*ACTIVITY*. Of all the lines below, output only those starting at the one with "slave's input queue." and ending at the one with "keys to commands", both ends included, exactly as written.

*RECORDS*.
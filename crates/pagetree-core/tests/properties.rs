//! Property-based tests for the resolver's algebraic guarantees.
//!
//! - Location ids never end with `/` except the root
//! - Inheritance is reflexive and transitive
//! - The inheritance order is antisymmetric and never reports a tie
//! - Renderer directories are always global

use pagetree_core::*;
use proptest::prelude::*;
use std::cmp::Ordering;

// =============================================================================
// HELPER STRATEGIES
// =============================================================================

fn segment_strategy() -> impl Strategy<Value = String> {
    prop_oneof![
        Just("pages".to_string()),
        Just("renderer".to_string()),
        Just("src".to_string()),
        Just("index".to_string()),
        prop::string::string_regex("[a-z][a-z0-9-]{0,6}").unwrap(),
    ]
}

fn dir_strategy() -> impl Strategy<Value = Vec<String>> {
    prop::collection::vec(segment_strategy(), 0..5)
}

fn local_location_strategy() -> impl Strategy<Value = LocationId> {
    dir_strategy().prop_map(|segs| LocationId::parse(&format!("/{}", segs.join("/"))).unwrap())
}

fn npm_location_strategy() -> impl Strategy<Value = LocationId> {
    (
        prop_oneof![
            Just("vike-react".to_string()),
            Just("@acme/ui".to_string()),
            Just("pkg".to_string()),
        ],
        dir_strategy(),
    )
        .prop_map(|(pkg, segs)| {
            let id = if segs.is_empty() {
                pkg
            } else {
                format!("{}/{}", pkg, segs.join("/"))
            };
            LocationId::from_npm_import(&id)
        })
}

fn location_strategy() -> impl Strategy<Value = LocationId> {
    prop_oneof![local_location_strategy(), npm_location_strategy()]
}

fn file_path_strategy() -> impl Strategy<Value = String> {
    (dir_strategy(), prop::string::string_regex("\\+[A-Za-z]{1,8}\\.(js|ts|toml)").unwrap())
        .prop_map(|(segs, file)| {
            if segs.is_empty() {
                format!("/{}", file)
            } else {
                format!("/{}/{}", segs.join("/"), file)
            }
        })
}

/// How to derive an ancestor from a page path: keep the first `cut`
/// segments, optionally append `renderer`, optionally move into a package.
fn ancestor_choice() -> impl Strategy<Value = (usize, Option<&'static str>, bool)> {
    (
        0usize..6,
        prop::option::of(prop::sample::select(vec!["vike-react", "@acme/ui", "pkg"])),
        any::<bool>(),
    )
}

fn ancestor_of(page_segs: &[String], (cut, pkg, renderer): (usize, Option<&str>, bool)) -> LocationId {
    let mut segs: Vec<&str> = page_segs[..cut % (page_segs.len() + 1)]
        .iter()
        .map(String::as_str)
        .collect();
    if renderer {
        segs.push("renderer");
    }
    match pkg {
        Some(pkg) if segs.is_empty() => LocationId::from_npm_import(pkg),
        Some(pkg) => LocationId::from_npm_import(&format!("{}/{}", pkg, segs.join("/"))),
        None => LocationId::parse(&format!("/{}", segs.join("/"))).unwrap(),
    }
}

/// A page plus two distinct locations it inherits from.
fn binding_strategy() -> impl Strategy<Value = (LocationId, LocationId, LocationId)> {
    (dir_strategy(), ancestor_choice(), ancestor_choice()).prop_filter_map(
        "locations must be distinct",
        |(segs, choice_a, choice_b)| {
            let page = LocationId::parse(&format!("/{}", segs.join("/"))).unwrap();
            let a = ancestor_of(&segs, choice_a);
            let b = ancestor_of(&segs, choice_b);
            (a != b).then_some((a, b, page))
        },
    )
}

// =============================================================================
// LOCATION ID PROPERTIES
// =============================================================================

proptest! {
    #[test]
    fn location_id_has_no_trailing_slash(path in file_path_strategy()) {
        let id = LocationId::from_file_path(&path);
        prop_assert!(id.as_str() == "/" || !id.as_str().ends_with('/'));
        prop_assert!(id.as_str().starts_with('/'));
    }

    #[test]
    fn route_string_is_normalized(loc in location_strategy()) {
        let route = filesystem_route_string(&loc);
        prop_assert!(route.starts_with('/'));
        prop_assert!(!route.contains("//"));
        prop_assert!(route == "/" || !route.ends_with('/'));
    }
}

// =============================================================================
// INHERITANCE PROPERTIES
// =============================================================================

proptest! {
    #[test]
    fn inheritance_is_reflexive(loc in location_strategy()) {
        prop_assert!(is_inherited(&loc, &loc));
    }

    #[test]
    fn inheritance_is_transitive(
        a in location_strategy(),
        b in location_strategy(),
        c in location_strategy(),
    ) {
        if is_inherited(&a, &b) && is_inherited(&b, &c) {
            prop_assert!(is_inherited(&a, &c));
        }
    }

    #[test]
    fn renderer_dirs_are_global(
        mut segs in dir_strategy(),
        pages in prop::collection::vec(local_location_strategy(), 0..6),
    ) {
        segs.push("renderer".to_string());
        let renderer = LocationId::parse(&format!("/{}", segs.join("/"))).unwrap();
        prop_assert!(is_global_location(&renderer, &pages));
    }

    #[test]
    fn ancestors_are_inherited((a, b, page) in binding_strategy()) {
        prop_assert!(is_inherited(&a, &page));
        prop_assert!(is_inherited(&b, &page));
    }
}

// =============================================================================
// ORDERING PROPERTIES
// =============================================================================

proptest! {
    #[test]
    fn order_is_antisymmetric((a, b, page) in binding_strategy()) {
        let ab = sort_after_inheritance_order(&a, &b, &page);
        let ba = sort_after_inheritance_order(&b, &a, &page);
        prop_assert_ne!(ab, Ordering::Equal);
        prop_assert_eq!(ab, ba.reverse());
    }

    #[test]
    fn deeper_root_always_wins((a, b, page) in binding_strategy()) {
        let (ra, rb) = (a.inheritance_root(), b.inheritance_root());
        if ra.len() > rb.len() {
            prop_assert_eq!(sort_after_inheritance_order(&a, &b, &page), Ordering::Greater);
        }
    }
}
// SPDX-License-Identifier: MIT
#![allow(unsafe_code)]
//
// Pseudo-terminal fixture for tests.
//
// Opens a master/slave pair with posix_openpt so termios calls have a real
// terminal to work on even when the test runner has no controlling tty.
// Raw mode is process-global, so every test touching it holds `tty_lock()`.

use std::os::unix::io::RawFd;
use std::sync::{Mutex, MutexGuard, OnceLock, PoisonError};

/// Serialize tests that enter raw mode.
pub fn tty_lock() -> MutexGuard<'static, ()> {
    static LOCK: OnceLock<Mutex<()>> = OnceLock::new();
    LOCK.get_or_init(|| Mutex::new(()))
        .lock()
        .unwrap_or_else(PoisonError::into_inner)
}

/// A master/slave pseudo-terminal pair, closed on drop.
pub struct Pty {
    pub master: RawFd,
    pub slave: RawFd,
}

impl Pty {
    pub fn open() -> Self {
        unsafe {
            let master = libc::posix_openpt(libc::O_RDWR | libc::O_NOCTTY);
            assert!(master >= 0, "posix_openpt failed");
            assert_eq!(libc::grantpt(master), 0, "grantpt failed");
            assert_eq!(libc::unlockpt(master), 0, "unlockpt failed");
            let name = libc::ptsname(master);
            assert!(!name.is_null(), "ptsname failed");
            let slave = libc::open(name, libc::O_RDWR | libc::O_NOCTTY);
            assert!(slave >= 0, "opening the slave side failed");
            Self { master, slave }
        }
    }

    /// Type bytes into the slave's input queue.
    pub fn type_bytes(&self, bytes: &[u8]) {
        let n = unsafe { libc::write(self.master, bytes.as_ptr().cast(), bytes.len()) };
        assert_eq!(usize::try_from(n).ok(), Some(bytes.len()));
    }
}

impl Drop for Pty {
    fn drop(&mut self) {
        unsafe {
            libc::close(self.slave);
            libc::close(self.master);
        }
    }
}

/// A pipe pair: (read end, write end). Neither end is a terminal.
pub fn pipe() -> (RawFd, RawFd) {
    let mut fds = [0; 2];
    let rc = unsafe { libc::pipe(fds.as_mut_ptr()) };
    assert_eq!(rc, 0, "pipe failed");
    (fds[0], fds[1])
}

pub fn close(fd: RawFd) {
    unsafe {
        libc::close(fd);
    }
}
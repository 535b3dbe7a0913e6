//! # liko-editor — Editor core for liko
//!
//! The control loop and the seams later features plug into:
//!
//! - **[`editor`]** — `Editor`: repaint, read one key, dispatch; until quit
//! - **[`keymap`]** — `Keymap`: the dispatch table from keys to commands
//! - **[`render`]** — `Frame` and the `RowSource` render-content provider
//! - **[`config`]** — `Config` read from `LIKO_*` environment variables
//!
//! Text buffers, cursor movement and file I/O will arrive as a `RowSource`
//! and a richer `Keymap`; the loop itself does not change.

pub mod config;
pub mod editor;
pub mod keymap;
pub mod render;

*SOLUTION TO THIS EXERCISE*.
    /// Type bytes into the slave's input queue.
    pub fn type_bytes(&self, bytes: &[u8]) {
        let n = unsafe { libc::write(self.master, bytes.as_ptr().cast(), bytes.len()) };
        assert_eq!(usize::try_from(n).ok(), Some(bytes.len()));
    }
}

impl Drop for Pty {
    fn drop(&mut self) {
        unsafe {
            libc::close(self.slave);
            libc::close(self.master);
        }
    }
}

/// A pipe pair: (read end, write end). Neither end is a terminal.
pub fn pipe() -> (RawFd, RawFd) {
    let mut fds = [0; 2];
    let rc = unsafe { libc::pipe(fds.as_mut_ptr()) };
    assert_eq!(rc, 0, "pipe failed");
    (fds[0], fds[1])
}

pub fn close(fd: RawFd) {
    unsafe {
        libc::close(fd);
    }
}
repository 535b3dbe7a0913e6
//! # liko-editor — Editor core for liko
//!
//! The control loop and the seams later features plug into:
//!
//! - **[`editor`]** — `Editor`: repaint, read one key, dispatch; until quit
//! - **[`keymap`]** — `Keymap`: the dispatch table from keys to commands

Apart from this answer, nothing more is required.